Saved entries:
# # # # #

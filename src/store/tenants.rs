use async_trait::async_trait;
use chrono::{DateTime, Utc};
use serde::{Deserialize, Serialize};
use sha2::{Digest, Sha256};
use sqlx::{postgres::PgRow, PgPool, Row};
use uuid::Uuid;

use super::StoreError;

#[derive(Debug, Clone, Copy, PartialEq, Eq, Serialize, Deserialize)]
#[serde(rename_all = "lowercase")]
pub enum TenantRole {
    Admin,
    User,
}

impl TenantRole {
    pub fn as_str(&self) -> &'static str {
        match self {
            TenantRole::Admin => "admin",
            TenantRole::User => "user",
        }
    }

    pub fn parse(s: &str) -> Option<Self> {
        match s {
            "admin" => Some(TenantRole::Admin),
            "user" => Some(TenantRole::User),
            _ => None,
        }
    }
}

/// The acting principal. Never deleted, only deactivated.
#[derive(Debug, Clone, Serialize)]
pub struct Tenant {
    pub id: Uuid,
    pub display_name: String,
    pub role: TenantRole,
    pub active: bool,
    #[serde(skip_serializing)]
    pub secret_hash: String,
    pub created_at: DateTime<Utc>,
    pub updated_at: DateTime<Utc>,
}

/// A pre-authorized playback client bound to one tenant. Only the sha-256
/// of its key is stored; the plaintext key is shown once at registration.
#[derive(Debug, Clone, Serialize)]
pub struct Device {
    pub id: Uuid,
    pub tenant_id: Uuid,
    pub label: String,
    pub created_at: DateTime<Utc>,
}

/// Hash a login secret or device key for storage/lookup
pub fn hash_secret(secret: &str) -> String {
    let mut hasher = Sha256::new();
    hasher.update(secret.as_bytes());
    format!("{:x}", hasher.finalize())
}

#[async_trait]
pub trait TenantStore: Send + Sync {
    /// Connectivity probe for the health endpoint
    async fn ping(&self) -> Result<(), StoreError>;

    async fn get(&self, id: Uuid) -> Result<Option<Tenant>, StoreError>;

    async fn find_by_name(&self, name: &str) -> Result<Option<Tenant>, StoreError>;

    async fn create(
        &self,
        display_name: &str,
        secret_hash: &str,
        role: TenantRole,
    ) -> Result<Tenant, StoreError>;

    async fn count(&self) -> Result<i64, StoreError>;

    async fn deactivate(&self, id: Uuid) -> Result<bool, StoreError>;

    /// Resolve a device key hash to its owning tenant
    async fn find_by_device_key(&self, key_hash: &str) -> Result<Option<Tenant>, StoreError>;

    async fn register_device(
        &self,
        tenant_id: Uuid,
        label: &str,
        key_hash: &str,
    ) -> Result<Device, StoreError>;

    async fn list_devices(&self, tenant_id: Uuid) -> Result<Vec<Device>, StoreError>;
}

pub struct PgTenantStore {
    pool: PgPool,
}

impl PgTenantStore {
    pub fn new(pool: PgPool) -> Self {
        Self { pool }
    }
}

const TENANT_COLUMNS: &str =
    "id, display_name, role, active, secret_hash, created_at, updated_at";

fn tenant_from_row(row: &PgRow) -> Result<Tenant, StoreError> {
    let role_text: String = row.try_get("role")?;
    let role = TenantRole::parse(&role_text)
        .ok_or_else(|| StoreError::QueryError(format!("unknown tenant role '{}'", role_text)))?;

    Ok(Tenant {
        id: row.try_get("id")?,
        display_name: row.try_get("display_name")?,
        role,
        active: row.try_get("active")?,
        secret_hash: row.try_get("secret_hash")?,
        created_at: row.try_get("created_at")?,
        updated_at: row.try_get("updated_at")?,
    })
}

fn device_from_row(row: &PgRow) -> Result<Device, StoreError> {
    Ok(Device {
        id: row.try_get("id")?,
        tenant_id: row.try_get("tenant_id")?,
        label: row.try_get("label")?,
        created_at: row.try_get("created_at")?,
    })
}

#[async_trait]
impl TenantStore for PgTenantStore {
    async fn ping(&self) -> Result<(), StoreError> {
        sqlx::query("SELECT 1").execute(&self.pool).await?;
        Ok(())
    }

    async fn get(&self, id: Uuid) -> Result<Option<Tenant>, StoreError> {
        let sql = format!("SELECT {} FROM tenants WHERE id = $1", TENANT_COLUMNS);
        let row = sqlx::query(&sql).bind(id).fetch_optional(&self.pool).await?;
        row.as_ref().map(tenant_from_row).transpose()
    }

    async fn find_by_name(&self, name: &str) -> Result<Option<Tenant>, StoreError> {
        let sql = format!(
            "SELECT {} FROM tenants WHERE display_name = $1",
            TENANT_COLUMNS
        );
        let row = sqlx::query(&sql).bind(name).fetch_optional(&self.pool).await?;
        row.as_ref().map(tenant_from_row).transpose()
    }

    async fn create(
        &self,
        display_name: &str,
        secret_hash: &str,
        role: TenantRole,
    ) -> Result<Tenant, StoreError> {
        let sql = format!(
            "INSERT INTO tenants (id, display_name, role, active, secret_hash) \
             VALUES ($1, $2, $3, true, $4) RETURNING {}",
            TENANT_COLUMNS
        );
        let row = sqlx::query(&sql)
            .bind(Uuid::new_v4())
            .bind(display_name)
            .bind(role.as_str())
            .bind(secret_hash)
            .fetch_one(&self.pool)
            .await?;
        tenant_from_row(&row)
    }

    async fn count(&self) -> Result<i64, StoreError> {
        let row = sqlx::query("SELECT COUNT(*) AS count FROM tenants")
            .fetch_one(&self.pool)
            .await?;
        Ok(row.try_get("count")?)
    }

    async fn deactivate(&self, id: Uuid) -> Result<bool, StoreError> {
        let result = sqlx::query("UPDATE tenants SET active = false, updated_at = now() WHERE id = $1")
            .bind(id)
            .execute(&self.pool)
            .await?;
        Ok(result.rows_affected() > 0)
    }

    async fn find_by_device_key(&self, key_hash: &str) -> Result<Option<Tenant>, StoreError> {
        let sql = "SELECT t.id, t.display_name, t.role, t.active, t.secret_hash, \
                   t.created_at, t.updated_at \
                   FROM tenants t JOIN devices d ON d.tenant_id = t.id WHERE d.key_hash = $1";
        let row = sqlx::query(sql)
            .bind(key_hash)
            .fetch_optional(&self.pool)
            .await?;
        row.as_ref().map(tenant_from_row).transpose()
    }

    async fn register_device(
        &self,
        tenant_id: Uuid,
        label: &str,
        key_hash: &str,
    ) -> Result<Device, StoreError> {
        let row = sqlx::query(
            "INSERT INTO devices (id, tenant_id, label, key_hash) VALUES ($1, $2, $3, $4) \
             RETURNING id, tenant_id, label, created_at",
        )
        .bind(Uuid::new_v4())
        .bind(tenant_id)
        .bind(label)
        .bind(key_hash)
        .fetch_one(&self.pool)
        .await?;
        device_from_row(&row)
    }

    async fn list_devices(&self, tenant_id: Uuid) -> Result<Vec<Device>, StoreError> {
        let rows = sqlx::query(
            "SELECT id, tenant_id, label, created_at FROM devices \
             WHERE tenant_id = $1 ORDER BY created_at",
        )
        .bind(tenant_id)
        .fetch_all(&self.pool)
        .await?;
        rows.iter().map(device_from_row).collect()
    }
}

#[cfg(test)]
mod tests {
    use super::*;

    #[test]
    fn hashes_are_stable_and_distinct() {
        assert_eq!(hash_secret("abc"), hash_secret("abc"));
        assert_ne!(hash_secret("abc"), hash_secret("abd"));
        // hex-encoded sha-256
        assert_eq!(hash_secret("abc").len(), 64);
    }

    #[test]
    fn role_round_trips() {
        assert_eq!(TenantRole::parse("admin"), Some(TenantRole::Admin));
        assert_eq!(TenantRole::parse(TenantRole::User.as_str()), Some(TenantRole::User));
        assert_eq!(TenantRole::parse("superuser"), None);
    }
}
pub mod actions;
pub mod auth;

# # # # #

Exercise description: Write out all records exactly, keeping every detail.

Solution to this problem:
filename src/store/tenants.rs
use async_trait::async_trait;
use chrono::{DateTime, Utc};
use serde::{Deserialize, Serialize};
use sha2::{Digest, Sha256};
use sqlx::{postgres::PgRow, PgPool, Row};
use uuid::Uuid;

use super::StoreError;

#[derive(Debug, Clone, Copy, PartialEq, Eq, Serialize, Deserialize)]
#[serde(rename_all = "lowercase")]
pub enum TenantRole {
    Admin,
    User,
}

impl TenantRole {
    pub fn as_str(&self) -> &'static str {
        match self {
            TenantRole::Admin => "admin",
            TenantRole::User => "user",
        }
    }

    pub fn parse(s: &str) -> Option<Self> {
        match s {
            "admin" => Some(TenantRole::Admin),
            "user" => Some(TenantRole::User),
            _ => None,
        }
    }
}

/// The acting principal. Never deleted, only deactivated.
#[derive(Debug, Clone, Serialize)]
pub struct Tenant {
    pub id: Uuid,
    pub display_name: String,
    pub role: TenantRole,
    pub active: bool,
    #[serde(skip_serializing)]
    pub secret_hash: String,
    pub created_at: DateTime<Utc>,
    pub updated_at: DateTime<Utc>,
}

/// A pre-authorized playback client bound to one tenant. Only the sha-256
/// of its key is stored; the plaintext key is shown once at registration.
#[derive(Debug, Clone, Serialize)]
pub struct Device {
    pub id: Uuid,
    pub tenant_id: Uuid,
    pub label: String,
    pub created_at: DateTime<Utc>,
}

/// Hash a login secret or device key for storage/lookup
pub fn hash_secret(secret: &str) -> String {
    let mut hasher = Sha256::new();
    hasher.update(secret.as_bytes());
    format!("{:x}", hasher.finalize())
}

#[async_trait]
pub trait TenantStore: Send + Sync {
    /// Connectivity probe for the health endpoint
    async fn ping(&self) -> Result<(), StoreError>;

    async fn get(&self, id: Uuid) -> Result<Option<Tenant>, StoreError>;

    async fn find_by_name(&self, name: &str) -> Result<Option<Tenant>, StoreError>;

    async fn create(
        &self,
        display_name: &str,
        secret_hash: &str,
        role: TenantRole,
    ) -> Result<Tenant, StoreError>;

    async fn count(&self) -> Result<i64, StoreError>;

    async fn deactivate(&self, id: Uuid) -> Result<bool, StoreError>;

    /// Resolve a device key hash to its owning tenant
    async fn find_by_device_key(&self, key_hash: &str) -> Result<Option<Tenant>, StoreError>;

    async fn register_device(
        &self,
        tenant_id: Uuid,
        label: &str,
        key_hash: &str,
    ) -> Result<Device, StoreError>;

    async fn list_devices(&self, tenant_id: Uuid) -> Result<Vec<Device>, StoreError>;
}

pub struct PgTenantStore {
    pool: PgPool,
}

impl PgTenantStore {
    pub fn new(pool: PgPool) -> Self {
        Self { pool }
    }
}

const TENANT_COLUMNS: &str =
    "id, display_name, role, active, secret_hash, created_at, updated_at";

fn tenant_from_row(row: &PgRow) -> Result<Tenant, StoreError> {
    let role_text: String = row.try_get("role")?;
    let role = TenantRole::parse(&role_text)
        .ok_or_else(|| StoreError::QueryError(format!("unknown tenant role '{}'", role_text)))?;

    Ok(Tenant {
        id: row.try_get("id")?,
        display_name: row.try_get("display_name")?,
        role,
        active: row.try_get("active")?,
        secret_hash: row.try_get("secret_hash")?,
        created_at: row.try_get("created_at")?,
        updated_at: row.try_get("updated_at")?,
    })
}

fn device_from_row(row: &PgRow) -> Result<Device, StoreError> {
    Ok(Device {
        id: row.try_get("id")?,
        tenant_id: row.try_get("tenant_id")?,
        label: row.try_get("label")?,
        created_at: row.try_get("created_at")?,
    })
}

#[async_trait]
impl TenantStore for PgTenantStore {
    async fn ping(&self) -> Result<(), StoreError> {
        sqlx::query("SELECT 1").execute(&self.pool).await?;
        Ok(())
    }

    async fn get(&self, id: Uuid) -> Result<Option<Tenant>, StoreError> {
        let sql = format!("SELECT {} FROM tenants WHERE id = $1", TENANT_COLUMNS);
        let row = sqlx::query(&sql).bind(id).fetch_optional(&self.pool).await?;
        row.as_ref().map(tenant_from_row).transpose()
    }

    async fn find_by_name(&self, name: &str) -> Result<Option<Tenant>, StoreError> {
        let sql = format!(
            "SELECT {} FROM tenants WHERE display_name = $1",
            TENANT_COLUMNS
        );
        let row = sqlx::query(&sql).bind(name).fetch_optional(&self.pool).await?;
        row.as_ref().map(tenant_from_row).transpose()
    }

    async fn create(
        &self,
        display_name: &str,
        secret_hash: &str,
        role: TenantRole,
    ) -> Result<Tenant, StoreError> {
        let sql = format!(
            "INSERT INTO tenants (id, display_name, role, active, secret_hash) \
             VALUES ($1, $2, $3, true, $4) RETURNING {}",
            TENANT_COLUMNS
        );
        let row = sqlx::query(&sql)
            .bind(Uuid::new_v4())
            .bind(display_name)
            .bind(role.as_str())
            .bind(secret_hash)
            .fetch_one(&self.pool)
            .await?;
        tenant_from_row(&row)
    }

    async fn count(&self) -> Result<i64, StoreError> {
        let row = sqlx::query("SELECT COUNT(*) AS count FROM tenants")
            .fetch_one(&self.pool)
            .await?;
        Ok(row.try_get("count")?)
    }

    async fn deactivate(&self, id: Uuid) -> Result<bool, StoreError> {
        let result = sqlx::query("UPDATE tenants SET active = false, updated_at = now() WHERE id = $1")
            .bind(id)
            .execute(&self.pool)
            .await?;
        Ok(result.rows_affected() > 0)
    }

    async fn find_by_device_key(&self, key_hash: &str) -> Result<Option<Tenant>, StoreError> {
        let sql = "SELECT t.id, t.display_name, t.role, t.active, t.secret_hash, \
                   t.created_at, t.updated_at \
                   FROM tenants t JOIN devices d ON d.tenant_id = t.id WHERE d.key_hash = $1";
        let row = sqlx::query(sql)
            .bind(key_hash)
            .fetch_optional(&self.pool)
            .await?;
        row.as_ref().map(tenant_from_row).transpose()
    }

    async fn register_device(
        &self,
        tenant_id: Uuid,
        label: &str,
        key_hash: &str,
    ) -> Result<Device, StoreError> {
        let row = sqlx::query(
            "INSERT INTO devices (id, tenant_id, label, key_hash) VALUES ($1, $2, $3, $4) \
             RETURNING id, tenant_id, label, created_at",
        )
        .bind(Uuid::new_v4())
        .bind(tenant_id)
        .bind(label)
        .bind(key_hash)
        .fetch_one(&self.pool)
        .await?;
        device_from_row(&row)
    }

    async fn list_devices(&self, tenant_id: Uuid) -> Result<Vec<Device>, StoreError> {
        let rows = sqlx::query(
            "SELECT id, tenant_id, label, created_at FROM devices \
             WHERE tenant_id = $1 ORDER BY created_at",
        )
        .bind(tenant_id)
        .fetch_all(&self.pool)
        .await?;
        rows.iter().map(device_from_row).collect()
    }
}

#[cfg(test)]
mod tests {
    use super::*;

    #[test]
    fn hashes_are_stable_and_distinct() {
        assert_eq!(hash_secret("abc"), hash_secret("abc"));
        assert_ne!(hash_secret("abc"), hash_secret("abd"));
        // hex-encoded sha-256
        assert_eq!(hash_secret("abc").len(), 64);
    }

    #[test]
    fn role_round_trips() {
        assert_eq!(TenantRole::parse("admin"), Some(TenantRole::Admin));
        assert_eq!(TenantRole::parse(TenantRole::User.as_str()), Some(TenantRole::User));
        assert_eq!(TenantRole::parse("superuser"), None);
    }
}
pub mod actions;
pub mod auth;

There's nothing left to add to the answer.